Stored items
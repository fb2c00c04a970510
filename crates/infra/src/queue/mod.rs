//! Job queue boundary.
//!
//! The queue itself is an external collaborator: it stores admitted jobs,
//! runs them and parks failures in a retry set. This module defines the
//! narrow push interface the uniqueness client needs, plus an in-memory
//! implementation for tests/dev.

pub mod in_memory;

use std::sync::Arc;

use chrono::{DateTime, Utc};
use serde::{Deserialize, Serialize};

use jobguard_core::{Fingerprint, JobId, JobRequest};

pub use in_memory::InMemoryJobQueue;

/// A job as persisted by the queue.
#[derive(Debug, Clone, PartialEq, Serialize, Deserialize)]
pub struct EnqueuedJob {
    request: JobRequest,
    jid: JobId,
    /// Fingerprint the job was admitted under, so the retry path can find it.
    #[serde(default, skip_serializing_if = "Option::is_none")]
    unique_hash: Option<Fingerprint>,
    enqueued_at: DateTime<Utc>,
}

impl EnqueuedJob {
    /// Wrap a request, assigning a job id if it has none.
    pub fn new(request: JobRequest, unique_hash: Option<Fingerprint>, enqueued_at: DateTime<Utc>) -> Self {
        let (request, jid) = match request.jid().cloned() {
            Some(jid) => (request, jid),
            None => {
                let jid = JobId::generate();
                (request.with_jid(jid.clone()), jid)
            }
        };
        Self {
            request,
            jid,
            unique_hash,
            enqueued_at,
        }
    }

    pub fn jid(&self) -> &JobId {
        &self.jid
    }

    pub fn request(&self) -> &JobRequest {
        &self.request
    }

    pub fn unique_hash(&self) -> Option<&Fingerprint> {
        self.unique_hash.as_ref()
    }

    pub fn enqueued_at(&self) -> DateTime<Utc> {
        self.enqueued_at
    }
}

/// Job queue error.
#[derive(Debug, Clone, thiserror::Error)]
pub enum JobQueueError {
    #[error("job already exists: {0}")]
    AlreadyExists(JobId),
    #[error("storage error: {0}")]
    Storage(String),
}

/// Accepts admitted jobs.
pub trait JobQueue: Send + Sync {
    /// Enqueue immediately, or schedule when the request carries a run time.
    fn push(&self, job: EnqueuedJob) -> Result<JobId, JobQueueError>;
}

impl<Q> JobQueue for Arc<Q>
where
    Q: JobQueue + ?Sized,
{
    fn push(&self, job: EnqueuedJob) -> Result<JobId, JobQueueError> {
        (**self).push(job)
    }
}
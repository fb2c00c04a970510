//! Dedup record storage with optimistic transactions.
//!
//! The store offers exactly the primitives the uniqueness protocol needs:
//! watch a key, read it, then either drop the watch or commit a write that
//! only lands if nobody touched the key in between. Mutual exclusion is
//! store-mediated so it holds across processes and machines.

pub mod in_memory;
#[cfg(feature = "redis")]
pub mod redis;
pub mod r#trait;

pub use in_memory::{InMemoryDedupStore, InMemoryWatch};
#[cfg(feature = "redis")]
pub use redis::{RedisDedupStore, RedisWatch};
pub use r#trait::{CommitOutcome, DedupState, DedupStore, DedupStoreError, WatchedKey, WriteOp};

▶ What you have to do: Write out each entry once more, exactly as it was given.

▶ Answer for the task:
repository fb2c00c04a970510
filename crates/infra/src/queue/mod.rs
//! Job queue boundary.
//!
//! The queue itself is an external collaborator: it stores admitted jobs,
//! runs them and parks failures in a retry set. This module defines the
//! narrow push interface the uniqueness client needs, plus an in-memory
//! implementation for tests/dev.

pub mod in_memory;

use std::sync::Arc;

use chrono::{DateTime, Utc};
use serde::{Deserialize, Serialize};

use jobguard_core::{Fingerprint, JobId, JobRequest};

pub use in_memory::InMemoryJobQueue;

/// A job as persisted by the queue.
#[derive(Debug, Clone, PartialEq, Serialize, Deserialize)]
pub struct EnqueuedJob {
    request: JobRequest,
    jid: JobId,
    /// Fingerprint the job was admitted under, so the retry path can find it.
    #[serde(default, skip_serializing_if = "Option::is_none")]
    unique_hash: Option<Fingerprint>,
    enqueued_at: DateTime<Utc>,
}

impl EnqueuedJob {
    /// Wrap a request, assigning a job id if it has none.
    pub fn new(request: JobRequest, unique_hash: Option<Fingerprint>, enqueued_at: DateTime<Utc>) -> Self {
        let (request, jid) = match request.jid().cloned() {
            Some(jid) => (request, jid),
            None => {
                let jid = JobId::generate();
                (request.with_jid(jid.clone()), jid)
            }
        };
        Self {
            request,
            jid,
            unique_hash,
            enqueued_at,
        }
    }

    pub fn jid(&self) -> &JobId {
        &self.jid
    }

    pub fn request(&self) -> &JobRequest {
        &self.request
    }

    pub fn unique_hash(&self) -> Option<&Fingerprint> {
        self.unique_hash.as_ref()
    }

    pub fn enqueued_at(&self) -> DateTime<Utc> {
        self.enqueued_at
    }
}

/// Job queue error.
#[derive(Debug, Clone, thiserror::Error)]
pub enum JobQueueError {
    #[error("job already exists: {0}")]
    AlreadyExists(JobId),
    #[error("storage error: {0}")]
    Storage(String),
}

/// Accepts admitted jobs.
pub trait JobQueue: Send + Sync {
    /// Enqueue immediately, or schedule when the request carries a run time.
    fn push(&self, job: EnqueuedJob) -> Result<JobId, JobQueueError>;
}

impl<Q> JobQueue for Arc<Q>
where
    Q: JobQueue + ?Sized,
{
    fn push(&self, job: EnqueuedJob) -> Result<JobId, JobQueueError> {
        (**self).push(job)
    }
}
repository fb2c00c04a970510
//! Dedup record storage with optimistic transactions.
//!
//! The store offers exactly the primitives the uniqueness protocol needs:
//! watch a key, read it, then either drop the watch or commit a write that
//! only lands if nobody touched the key in between. Mutual exclusion is
//! store-mediated so it holds across processes and machines.

pub mod in_memory;
#[cfg(feature = "redis")]
pub mod redis;
pub mod r#trait;

pub use in_memory::{InMemoryDedupStore, InMemoryWatch};
#[cfg(feature = "redis")]
pub use redis::{RedisDedupStore, RedisWatch};
pub use r#trait::{CommitOutcome, DedupState, DedupStore, DedupStoreError, WatchedKey, WriteOp};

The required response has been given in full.